AIは、まだどのテクノロジーも到達していないペースで進化しているが、同時に、AIスタートアップのBuilder.aiがそうであるように、ハイプ・トレインに「盲目的に」従うことの重大な危険性を露呈している。
Builder.aiへの投資が 「ギミック 」製品を生み出したように、AIの 「流行の列車」に飛び乗ったマイクロソフトはうまくいかなかった。
AIは最も価値の高い産業の1つであるため、ここ数年で大量の資金が流入し、NVIDIAのような企業はその需要を最大限に活用し、3兆ドルを超える企業に成長した。
同時に、個人は自分の開発を「AI的な何か」と表現することで、ベンチャーキャピタルや有名な組織を利用することに成功しており、それがBuilder.aiのような事態を招いている。
Builder.aiを知らない人のために説明すると、この会社は自動アプリ開発を提供している。
😃 The Natasha neural network turned out to be 700 Indian programmers
The startup BuilderAI offered to write any application, like in a constructor, by selecting the necessary functions.

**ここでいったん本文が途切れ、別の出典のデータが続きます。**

//! Handlers for the `/threads` resource.

use axum::extract::rejection::JsonRejection;
use axum::extract::{Path, State};
use axum::http::StatusCode;
use axum::Json;
use yarn_core::thread::{self, CreateThread, Thread};

use crate::error::AppResult;
use crate::state::AppState;

/// GET /api/threads
pub async fn list(State(state): State<AppState>) -> AppResult<Json<Vec<Thread>>> {
    let threads = thread::list(state.store.as_ref()).await?;
    Ok(Json(threads))
}

/// GET /api/threads/{id}
pub async fn get_by_id(
    State(state): State<AppState>,
    Path(id): Path<String>,
) -> AppResult<Json<Thread>> {
    let thread = thread::get(state.store.as_ref(), &id).await?;
    Ok(Json(thread))
}

/// POST /api/threads
pub async fn create(
    State(state): State<AppState>,
    payload: Result<Json<CreateThread>, JsonRejection>,
) -> AppResult<(StatusCode, Json<Thread>)> {
    let Json(input) = payload?;
    let thread = thread::create(state.store.as_ref(), input, &state.config.validation).await?;

    tracing::info!(
        thread_id = %thread.id,
        tags = thread.tags.len(),
        "Thread created",
    );

    Ok((StatusCode::CREATED, Json(thread)))
}
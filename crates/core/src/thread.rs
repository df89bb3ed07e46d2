//! Threads: discussion topics that strands attach to.
//!
//! A thread is immutable once created. The module holds the record type,
//! the incoming DTO, the validated form, and the three thread operations.

use serde::{Deserialize, Serialize};
use validator::{Validate, ValidationError};

use crate::error::CoreError;
use crate::store::ThreadStore;
use crate::types::{new_id, parse_id, DbId, Timestamp};
use crate::validation::{check_min_chars, require, to_core_error, trimmed, ValidationPolicy};

// ---------------------------------------------------------------------------
// Constants
// ---------------------------------------------------------------------------

pub const MAX_TITLE_LENGTH: usize = 200;
pub const MAX_DESCRIPTION_LENGTH: usize = 1000;
pub const MAX_TAGS: usize = 10;
pub const MAX_TAG_LENGTH: usize = 30;

/// Minimums applied only under [`ValidationPolicy::strict`].
pub const STRICT_MIN_TITLE_LENGTH: usize = 5;
pub const STRICT_MIN_DESCRIPTION_LENGTH: usize = 20;

// ---------------------------------------------------------------------------
// Types
// ---------------------------------------------------------------------------

/// A stored thread.
#[derive(Debug, Clone, PartialEq, Eq, Serialize, Deserialize)]
#[serde(rename_all = "camelCase")]
pub struct Thread {
    pub id: DbId,
    pub title: String,
    pub description: String,
    pub tags: Vec<String>,
    pub created_at: Timestamp,
}

/// Request body for creating a thread. Every field is optional at this
/// stage so that missing fields surface as validation errors rather than
/// deserialization failures.
#[derive(Debug, Clone, Default, Deserialize)]
pub struct CreateThread {
    pub title: Option<String>,
    pub description: Option<String>,
    pub tags: Option<Vec<String>>,
}

/// A thread that passed validation and is ready to be persisted.
#[derive(Debug, Clone, Validate)]
pub struct NewThread {
    #[validate(length(
        min = 1,
        max = 200,
        message = "title must be between 1 and 200 characters"
    ))]
    pub title: String,
    #[validate(length(
        min = 1,
        max = 1000,
        message = "description must be between 1 and 1000 characters"
    ))]
    pub description: String,
    #[validate(
        length(max = 10, message = "a thread may have at most 10 tags"),
        custom(function = "validate_tags")
    )]
    pub tags: Vec<String>,
}

fn validate_tags(tags: &[String]) -> Result<(), ValidationError> {
    if tags.iter().any(|t| t.chars().count() > MAX_TAG_LENGTH) {
        let mut err = ValidationError::new("tag_length");
        err.message = Some(format!("each tag must be at most {MAX_TAG_LENGTH} characters").into());
        return Err(err);
    }
    Ok(())
}

/// Trim each tag and drop the blank ones, keeping insertion order.
pub fn normalize_tags(tags: Option<Vec<String>>) -> Vec<String> {
    tags.unwrap_or_default()
        .into_iter()
        .map(|t| t.trim().to_string())
        .filter(|t| !t.is_empty())
        .collect()
}

impl NewThread {
    /// Validate a create request. Nothing is persisted on failure.
    pub fn parse(input: CreateThread, policy: &ValidationPolicy) -> Result<Self, CoreError> {
        let title = trimmed(input.title);
        let description = trimmed(input.description);

        let mut missing = Vec::new();
        if title.is_none() {
            missing.push("title");
        }
        if description.is_none() {
            missing.push("description");
        }
        require(&missing)?;

        let new = NewThread {
            title: title.unwrap_or_default(),
            description: description.unwrap_or_default(),
            tags: normalize_tags(input.tags),
        };
        new.validate().map_err(to_core_error)?;

        if policy.strict {
            check_min_chars("title", &new.title, STRICT_MIN_TITLE_LENGTH)?;
            check_min_chars("description", &new.description, STRICT_MIN_DESCRIPTION_LENGTH)?;
        }

        Ok(new)
    }

    /// Assign identity and creation time.
    pub fn into_thread(self, created_at: Timestamp) -> Thread {
        Thread {
            id: new_id(),
            title: self.title,
            description: self.description,
            tags: self.tags,
            created_at,
        }
    }
}

// ---------------------------------------------------------------------------
// Operations
// ---------------------------------------------------------------------------

/// All threads, most recently created first.
pub async fn list<S>(store: &S) -> Result<Vec<Thread>, CoreError>
where
    S: ThreadStore + ?Sized,
{
    Ok(store.list_threads().await?)
}

/// Look up one thread. An id that is not even well-formed cannot name a
/// stored thread, so it is reported as `NotFound` as well.
pub async fn get<S>(store: &S, raw_id: &str) -> Result<Thread, CoreError>
where
    S: ThreadStore + ?Sized,
{
    let not_found = || CoreError::NotFound {
        entity: "Thread",
        id: raw_id.to_string(),
    };
    let id = parse_id(raw_id).ok_or_else(not_found)?;
    store.find_thread(id).await?.ok_or_else(not_found)
}

/// Validate and persist a new thread, returning the stored record.
pub async fn create<S>(
    store: &S,
    input: CreateThread,
    policy: &ValidationPolicy,
) -> Result<Thread, CoreError>
where
    S: ThreadStore + ?Sized,
{
    let thread = NewThread::parse(input, policy)?.into_thread(chrono::Utc::now());
    Ok(store.insert_thread(&thread).await?)
}
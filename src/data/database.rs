//! SQLite database management for game and boxscore data

use crate::features::SeverityTable;
use crate::{
    Conference, Division, Game, GameId, NflError, PlayerGameStat, PlayerId, Result, Team, TeamId,
};
use chrono::NaiveDate;
use rusqlite::{params, params_from_iter, Connection, OptionalExtension};
use std::collections::HashMap;
use std::path::Path;

/// Database connection and operations
pub struct Database {
    conn: Connection,
}
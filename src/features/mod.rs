//! Feature engineering
//!
//! Turns a game plus the rolling history of its two teams into one numeric
//! feature row. Feature names from configuration are validated into the typed
//! enums here before any row is built, so an unknown name is a configuration
//! error rather than a mid-batch failure.

pub mod aggregate;
pub mod assembler;
pub mod filter;
pub mod weather;

pub use aggregate::Aggregation;
pub use assembler::{Assembled, EmptyHistoryPolicy, FeatureAssembler, FeatureRow};
pub use weather::SeverityTable;

use crate::{FeatureLists, Game, NflError, Result};

/// A team-level feature: one home and one away value per game row
#[derive(Debug, Clone, Copy, PartialEq, Eq)]
pub enum TeamFeature {
    Score,
    ThirdDownPct,
}

impl TeamFeature {
    pub fn name(&self) -> &'static str {
        match self {
            TeamFeature::Score => "score",
            TeamFeature::ThirdDownPct => "third_dwn_pct",
        }
    }

    pub fn from_name(name: &str) -> Option<Self> {
        match name {
            "score" => Some(TeamFeature::Score),
            "third_dwn_pct" => Some(TeamFeature::ThirdDownPct),
            _ => None,
        }
    }

    /// Extract the home-side value. A null third-down rate reads as 0.0, the
    /// documented sentinel for zero attempts.
    pub fn home_value(&self, game: &Game) -> f64 {
        match self {
            TeamFeature::Score => game.home_score as f64,
            TeamFeature::ThirdDownPct => game.home_third_down_pct.unwrap_or(0.0),
        }
    }

    pub fn away_value(&self, game: &Game) -> f64 {
        match self {
            TeamFeature::Score => game.away_score as f64,
            TeamFeature::ThirdDownPct => game.away_third_down_pct.unwrap_or(0.0),
        }
    }
}

/// A player-level feature, summed per team per game from boxscore rows.
/// The key matches the lowercased stat name stored at ingestion.
#[derive(Debug, Clone, Copy, PartialEq, Eq)]
pub enum PlayerFeature {
    AdjQbr,
    PassingYards,
    RushingYards,
    Fumbles,
    TotalTackles,
    Sacks,
    Interceptions,
    QbHits,
}

impl PlayerFeature {
    pub fn key(&self) -> &'static str {
        match self {
            PlayerFeature::AdjQbr => "adjqbr",
            PlayerFeature::PassingYards => "passingyards",
            PlayerFeature::RushingYards => "rushingyards",
            PlayerFeature::Fumbles => "fumbles",
            PlayerFeature::TotalTackles => "totaltackles",
            PlayerFeature::Sacks => "sacks",
            PlayerFeature::Interceptions => "interceptions",
            PlayerFeature::QbHits => "qbhits",
        }
    }

    pub fn from_name(name: &str) -> Option<Self> {
        match name {
            "adjqbr" => Some(PlayerFeature::AdjQbr),
            "passingyards" => Some(PlayerFeature::PassingYards),
            "rushingyards" => Some(PlayerFeature::RushingYards),
            "fumbles" => Some(PlayerFeature::Fumbles),
            "totaltackles" => Some(PlayerFeature::TotalTackles),
            "sacks" => Some(PlayerFeature::Sacks),
            "interceptions" => Some(PlayerFeature::Interceptions),
            "qbhits" => Some(PlayerFeature::QbHits),
            _ => None,
        }
    }
}

/// A game-level feature, independent of either team
#[derive(Debug, Clone, Copy, PartialEq, Eq)]
pub enum GameFeature {
    Temperature,
    Precipitation,
}

impl GameFeature {
    /// Output column name. Precipitation is stored classified, so its column
    /// is `precip_severity` rather than the raw name.
    pub fn column(&self) -> &'static str {
        match self {
            GameFeature::Temperature => "temperature",
            GameFeature::Precipitation => "precip_severity",
        }
    }

    pub fn from_name(name: &str) -> Option<Self> {
        match name {
            "temperature" => Some(GameFeature::Temperature),
            "precipitation" => Some(GameFeature::Precipitation),
            _ => None,
        }
    }
}

/// The validated set of active features for one build invocation
#[derive(Debug, Clone)]
pub struct FeatureSet {
    pub team: Vec<TeamFeature>,
    pub player: Vec<PlayerFeature>,
    pub game: Vec<GameFeature>,
}

impl FeatureSet {
    /// Validate configured feature names. Fails fast with a configuration
    /// error on any unknown name.
    pub fn from_config(lists: &FeatureLists) -> Result<Self> {
        let team = lists
            .team
            .iter()
            .map(|name| {
                TeamFeature::from_name(name)
                    .ok_or_else(|| NflError::Config(format!("Unknown team feature: {}", name)))
            })
            .collect::<Result<Vec<_>>>()?;

        let player = lists
            .player
            .iter()
            .map(|name| {
                PlayerFeature::from_name(name)
                    .ok_or_else(|| NflError::Config(format!("Unknown player feature: {}", name)))
            })
            .collect::<Result<Vec<_>>>()?;

        let game = lists
            .game
            .iter()
            .map(|name| {
                GameFeature::from_name(name)
                    .ok_or_else(|| NflError::Config(format!("Unknown game feature: {}", name)))
            })
            .collect::<Result<Vec<_>>>()?;

        Ok(FeatureSet { team, player, game })
    }

    /// Engineered column names, in row order, for the given aggregation.
    /// Composite aggregation emits one signed column per feature instead of a
    /// home/away pair.
    pub fn columns(&self, aggregation: &Aggregation) -> Vec<String> {
        let mut columns = Vec::new();
        for feature in &self.team {
            push_feature_columns(&mut columns, feature.name(), aggregation);
        }
        for feature in &self.player {
            push_feature_columns(&mut columns, feature.key(), aggregation);
        }
        for feature in &self.game {
            columns.push(feature.column().to_string());
        }
        columns
    }
}

fn push_feature_columns(columns: &mut Vec<String>, name: &str, aggregation: &Aggregation) {
    if aggregation.is_composite() {
        columns.push(name.to_string());
    } else {
        columns.push(format!("home_{}", name));
        columns.push(format!("away_{}", name));
    }
}

#[cfg(test)]
mod tests {
    use super::*;

    #[test]
    fn unknown_feature_name_is_a_config_error() {
        let lists = FeatureLists {
            team: vec!["score".to_string(), "punts".to_string()],
            player: vec![],
            game: vec![],
        };
        let err = FeatureSet::from_config(&lists).unwrap_err();
        assert!(matches!(err, NflError::Config(_)));
    }

    #[test]
    fn valid_names_resolve() {
        let lists = FeatureLists {
            team: vec!["score".to_string()],
            player: vec!["sacks".to_string(), "qbhits".to_string()],
            game: vec!["precipitation".to_string()],
        };
        let set = FeatureSet::from_config(&lists).unwrap();
        assert_eq!(set.team, vec![TeamFeature::Score]);
        assert_eq!(set.player, vec![PlayerFeature::Sacks, PlayerFeature::QbHits]);
        assert_eq!(set.game, vec![GameFeature::Precipitation]);
    }

    #[test]
    fn composite_halves_column_width() {
        let set = FeatureSet {
            team: vec![TeamFeature::Score],
            player: vec![PlayerFeature::Sacks],
            game: vec![GameFeature::Temperature],
        };
        let pair = set.columns(&Aggregation::Average);
        assert_eq!(
            pair,
            vec!["home_score", "away_score", "home_sacks", "away_sacks", "temperature"]
        );
        let composite = set.columns(&Aggregation::CompositeAverage);
        assert_eq!(composite, vec!["score", "sacks", "temperature"]);
    }
}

In reality, customer requests were sent to the Indian office, where 700 Indians wrote code… pic.twitter.com/lYWipf63cp
— Bernhard Engelbrecht (@BernhardEngel_) May 29, 2025
Builder.aiは、「Natasha」と呼ばれる 「AIに特化した 」アプリ開発サービスを提供していた。
Builder.aiは、AI機能を活用してアプリのデザインを生成し、機能的なコードを生成することで、人間の関与を少なくすると主張していた。
マイクロソフトの4億4500万ドルの投資は、同社のAIサービスが人間の労働力を代替すると見られ、この新興企業を支援したが、実際にはかなり裏目に出た。
Builder.aiは、そのAIが数日から数週間でカスタムアプリを提供できると主張し、これが15億ドルのユニコーン評価につながった。
しかし、「AIブランディング」の裏で、Builder.aiはインドにオフィスを構え、700人以上のエンジニアを採用し、すべての回答をコーディングしていたと報告されている。
Builder.aiの回答は、事前に作成されたテンプレートに基づいており、オリジナルのAIに送信されたリクエストに合うよう、人間の手によってカスタマイズされていた。
Builder.aiのデモや宣伝資料は、AIの役割を誇張し、「Natasha」がコーディングの世界にとって画期的なものであると認識していたが、実際にはインド人エンジニアが背後にいた。
Builder.aiは現在、米国と英国の当局の調査を受けており、破産も宣言しているため、このAIスタートアップは期待に応えられなかったと言っていいだろう。
「Natasha」の場合、マイクロソフトや他の有名な組織からの支援があったにもかかわらず、このAIサービスは失敗した。
解説:
アプリを自動でプログラミングするAIサービスを展開している「Builder.ai 」が破綻したようです。
こちらは、AIに送られた質問をインド人のエンジニアが回答していたことがバレてしまったようです。
典型的なScam(詐欺)スキームでびっくりです。
こういったものにMicrosoftすら騙されるというのはAIブームあるあるですね。
ゲーム用のGPUも初期には数多くのマイナーなGPUメーカーがありましたが、現在残っているのはAMDとNVIDIAだけです。
AI企業にも同じことが言え、最終的に残るのは一つか二つ程度で後はすべて倒産したり買収されたりするのでしょう。
現在、ゲーム用GPUやAIで支配的な地位にあるNVIDIAも3Dアクセラレーターという概念が出始めのころは3dfxのようなもっと優れた技術を持つ企業がありました。
しかし、こうした企業は技術の進歩ついていけなかったり、投資判断を間違えたりして、時の流れの前に淘汰されていきました。
AIもこれから多数の企業がそのようになっていくのでしょう。
黎明期の業界の特有の現象です。
これをもってAIは終わりだ、AIはだめだという人がいますが、それは自分の願望を投影しているにすぎません。